Saved entries

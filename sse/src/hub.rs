use crate::broker::{Broker, BrokerConfig, BrokerHandle};
use crate::topic::{CommentTopic, FeedTopic, NotificationTopic};
use log::*;
use std::sync::Mutex;

/// The process-wide set of brokers: one per topic.
pub struct Hub {
    feed: Broker<FeedTopic>,
    comments: Broker<CommentTopic>,
    notifications: Broker<NotificationTopic>,
    handles: Mutex<Vec<BrokerHandle>>,
}

impl Hub {
    /// Starts the dispatch loop of every broker.
    pub fn start(config: &BrokerConfig) -> Self {
        let (feed, feed_handle) = Broker::start(config);
        let (comments, comments_handle) = Broker::start(config);
        let (notifications, notifications_handle) = Broker::start(config);

        info!(
            "Started SSE hub (ingress capacity {}, subscriber buffer {})",
            config.ingress_capacity, config.subscriber_buffer
        );

        Self {
            feed,
            comments,
            notifications,
            handles: Mutex::new(vec![feed_handle, comments_handle, notifications_handle]),
        }
    }

    pub fn feed(&self) -> &Broker<FeedTopic> {
        &self.feed
    }

    pub fn comments(&self) -> &Broker<CommentTopic> {
        &self.comments
    }

    pub fn notifications(&self) -> &Broker<NotificationTopic> {
        &self.notifications
    }

    /// Stops every broker, closing all open subscriptions. Later calls are no-ops.
    pub async fn shutdown(&self) {
        let handles = match self.handles.lock() {
            Ok(mut handles) => std::mem::take(&mut *handles),
            Err(poisoned) => std::mem::take(&mut *poisoned.into_inner()),
        };

        for handle in handles {
            debug!("Shutting down {} broker", handle.topic());
            handle.shutdown().await;
        }
    }
}
//! HTTP surface: routing, request identity, JSON snapshots and event streams.
use axum::http::{header, HeaderValue, Method};
use domain::auth::{Authenticator, JwtAuthenticator};
use domain::Context;
use log::*;
use service::config::Config;
use std::future::Future;
use std::net::SocketAddr;
use std::sync::Arc;
use std::time::Duration;
use tokio::net::TcpListener;
use tower_http::cors::CorsLayer;

mod controller;
mod error;
mod extractors;
mod middleware;
mod params;
pub mod router;

pub use error::{Error, Result};

/// Shared by every handler. Cheap to clone.
#[derive(Clone)]
pub struct AppState {
    pub config: Config,
    pub ctx: Context,
    pub authenticator: Arc<dyn Authenticator>,
    /// Signs tokens for the development login.
    pub tokens: Arc<JwtAuthenticator>,
}

impl AppState {
    pub fn new(config: Config, ctx: Context, tokens: Arc<JwtAuthenticator>) -> Self {
        Self {
            config,
            ctx,
            authenticator: tokens.clone(),
            tokens,
        }
    }

    pub fn with_authenticator(mut self, authenticator: Arc<dyn Authenticator>) -> Self {
        self.authenticator = authenticator;
        self
    }

    pub(crate) fn heartbeat(&self) -> Duration {
        self.config.sse_heartbeat()
    }
}

/// Serves the API until `shutdown` resolves, then stops accepting
/// connections and waits for open requests to finish.
///
/// Open event streams end when the brokers are shut down, so callers should
/// shut the hub down from within `shutdown`.
pub async fn init_server<F>(app_state: AppState, shutdown: F) -> std::io::Result<()>
where
    F: Future<Output = ()> + Send + 'static,
{
    let interface = app_state
        .config
        .interface
        .clone()
        .unwrap_or_else(|| "127.0.0.1".to_string());
    let port = app_state.config.port;
    let cors = cors_layer(&app_state.config);

    let app = router::define_routes(app_state).layer(cors);

    let listener = TcpListener::bind((interface.as_str(), port)).await?;
    let address: SocketAddr = listener.local_addr()?;
    info!("Server starting... listening for connections on http://{address}");

    axum::serve(listener, app)
        .with_graceful_shutdown(shutdown)
        .await
}

fn cors_layer(config: &Config) -> CorsLayer {
    let origins: Vec<HeaderValue> = config
        .allowed_origins
        .iter()
        .filter_map(|origin| match origin.parse::<HeaderValue>() {
            Ok(value) => Some(value),
            Err(e) => {
                warn!("Ignoring invalid CORS origin {origin}: {e}");
                None
            }
        })
        .collect();

    CorsLayer::new()
        .allow_origin(origins)
        .allow_methods([Method::GET, Method::POST])
        .allow_headers([header::AUTHORIZATION, header::CONTENT_TYPE, header::ACCEPT])
        .allow_credentials(true)
}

:: Assignment ::
The answer should be a single number: how many lines in the records contain "port".

:: Solution ::
2